Leon Robbin’s individual and class claims stem from an alleged securities fraud discovered on May 1, 198Í. A class action based on the same alleged fraud was filed in federal district court in New York on [214]*214May 12, 1981. In that action the district court dismissed for failure to state a claim, but the Second Circuit reversed and remanded the case for further proceedings. Schlesinger Inv. Partnership v. Fluor Corp., 671 F.2d 739, 743 (2d Cir.1982). On remand, the district court denied class certification on July 14, 1983, and the action was voluntary dismissed. More than two years later, on January 17, 1986, Robbin filed this action in the Central District of California alleging the same violations as in the first class action. The district court dismissed on statute of limitations grounds, concluding that the prior class action did not toll the statute of limitation for the class action and that California law, Cal. Civ.Proc.Code § 355 (West 1982), operated to time bar Robbin’s individual action.

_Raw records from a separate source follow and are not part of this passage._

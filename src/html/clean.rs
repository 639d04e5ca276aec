use super::{TagKind, Token, Tokenizer};

/// Reduces arbitrary HTML to the small tag vocabulary the converter understands.
pub trait HtmlCleaner {
    fn clean(&self, html: &str) -> String;
}

impl<F> HtmlCleaner for F
where
    F: Fn(&str) -> String,
{
    fn clean(&self, html: &str) -> String {
        self(html)
    }
}

/// Default cleaner: keeps paragraphs, breaks, lists and inline emphasis, drops
/// every attribute and every other tag (keeping its text).
#[derive(Clone, Copy, Debug, Default)]
pub struct BasicCleaner;

fn kept_tag(name: &str) -> Option<&'static str> {
    let name = match name {
        "div" | "h1" | "h2" | "h3" | "h4" | "h5" | "h6" | "blockquote" | "pre" | "section"
        | "article" | "header" | "footer" => "p",
        "p" => "p",
        "br" => "br",
        "ul" => "ul",
        "ol" => "ol",
        "li" => "li",
        "b" => "b",
        "strong" => "strong",
        "i" => "i",
        "em" => "em",
        "u" => "u",
        "s" => "s",
        "strike" => "strike",
        "del" => "del",
        "sup" => "sup",
        "sub" => "sub",
        _ => return None,
    };
    Some(name)
}

fn skipped_element(name: &str) -> Option<&'static str> {
    match name {
        "script" => Some("script"),
        "style" => Some("style"),
        "head" => Some("head"),
        _ => None,
    }
}

/// Longest reference in the HTML5 table, `&CounterClockwiseContourIntegral;`.
const MAX_ENTITY_LEN: usize = 33;

/// The `&name;` or `&#num;` reference at the start of `s`, if there is one.
fn entity_at(s: &str) -> Option<&str> {
    let bytes = s.as_bytes();
    let end = bytes[1..]
        .iter()
        .take(MAX_ENTITY_LEN)
        .position(|&b| !(b.is_ascii_alphanumeric() || b == b'#'))?
        + 1;
    (bytes[end] == b';').then(|| &s[..=end])
}

/// References XML already understands, which pass through as written.
fn is_passthrough(entity: &str) -> bool {
    let body = &entity[1..entity.len() - 1];
    match body.strip_prefix('#') {
        Some(num) => match num.strip_prefix(['x', 'X']) {
            Some(hex) => !hex.is_empty() && hex.chars().all(|c| c.is_ascii_hexdigit()),
            None => !num.is_empty() && num.chars().all(|c| c.is_ascii_digit()),
        },
        None => matches!(body, "amp" | "lt" | "gt" | "quot" | "apos" | "nbsp"),
    }
}

fn push_text(out: &mut String, text: &str) {
    let mut rest = text;
    while let Some(i) = rest.find(['<', '>', '&']) {
        out.push_str(&rest[..i]);
        rest = &rest[i..];
        if rest.starts_with('<') {
            out.push_str("&lt;");
            rest = &rest[1..];
            continue;
        }
        if rest.starts_with('>') {
            out.push_str("&gt;");
            rest = &rest[1..];
            continue;
        }
        let Some(entity) = entity_at(rest) else {
            out.push_str("&amp;");
            rest = &rest[1..];
            continue;
        };
        if is_passthrough(entity) {
            out.push_str(entity);
        } else {
            let decoded = html_escape::decode_html_entities(entity);
            if decoded == entity {
                // Unknown to HTML too: keep it as literal text.
                out.push_str("&amp;");
                rest = &rest[1..];
                continue;
            }
            out.push_str(&html_escape::encode_text(&decoded));
        }
        rest = &rest[entity.len()..];
    }
    out.push_str(rest);
}

impl HtmlCleaner for BasicCleaner {
    fn clean(&self, html: &str) -> String {
        let mut out = String::with_capacity(html.len());
        let mut skipping: Option<&'static str> = None;

        for token in Tokenizer::new(html) {
            if let Some(name) = skipping {
                if let Token::Tag(tag) = token
                    && tag.closes(name)
                {
                    skipping = None;
                }
                continue;
            }
            let tag = match token {
                Token::Text(text) => {
                    push_text(&mut out, text);
                    continue;
                }
                Token::Markup(_) => continue,
                Token::Tag(tag) => tag,
            };

            let name = tag.name.to_ascii_lowercase();
            if tag.kind == TagKind::Open
                && let Some(skip) = skipped_element(&name)
            {
                skipping = Some(skip);
                continue;
            }
            let Some(kept) = kept_tag(&name) else {
                log::trace!("Dropping <{}> tag", tag.name);
                continue;
            };
            match (kept, tag.kind) {
                ("br", TagKind::Open | TagKind::SelfClosing) => out.push_str("<br/>"),
                ("br", TagKind::Close) => {}
                (_, TagKind::Open) => {
                    out.push('<');
                    out.push_str(kept);
                    out.push('>');
                }
                (_, TagKind::Close) => {
                    out.push_str("</");
                    out.push_str(kept);
                    out.push('>');
                }
                (_, TagKind::SelfClosing) => {}
            }
        }

        out
    }
}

This timely appeal followed. Our review is de novo. Donoghue v. County of Orange, 828 F.2d 1432, 1436 (9th Cir.1987) (dismissal on statute of limitations grounds presents a question of law).

DISCUSSION

In American Pipe and Constr. Co. v. Utah, 414 U.S. 538, 94 S.Ct. 756, 38 L.Ed.2d 713 (1974), the Court held that “the commencement of a class action suspends the applicable statute of limitations as to all asserted members of the class who would have been parties had the suit been permitted to continue as a class action.” Id. at 554, 94 S.Ct. at 766 (footnote omitted). After American Pipe, a split developed in the circuits as to whether tolling applied only to putative class members who sought to intervene after a denial of class certification or whether it also applied to any class member who later filed an individual action. Compare Parker v. Crown, Cork and Seal Co., 677 F.2d 391, 394 (4th Cir.1982) (tolling extends to all class members who later filed individual actions), aff'd 462 U.S. 345, 103 S.Ct. 2392, 76 L.Ed.2d 628 (1983), with Pavlak v. Church, 681 F.2d 617, 618 (9th Cir.1982) (tolling extends only to class members who intervened or attempted to intervene), vacated and remanded, 463 U.S. 1201, 103 S.Ct. 3529, 77 L.Ed.2d 1382 (1983). The Court resolved this split in Crown, Cork and Seal Co. v. Parker, 462 U.S. 345, 103 S.Ct. 2392, 76 L.Ed.2d 628 (1983), by holding that the filing of a class action tolled the applicable statute of limitations for all asserted members of the class, not just for intervenors. Id. at 353-54, 103 S.Ct. at 2397.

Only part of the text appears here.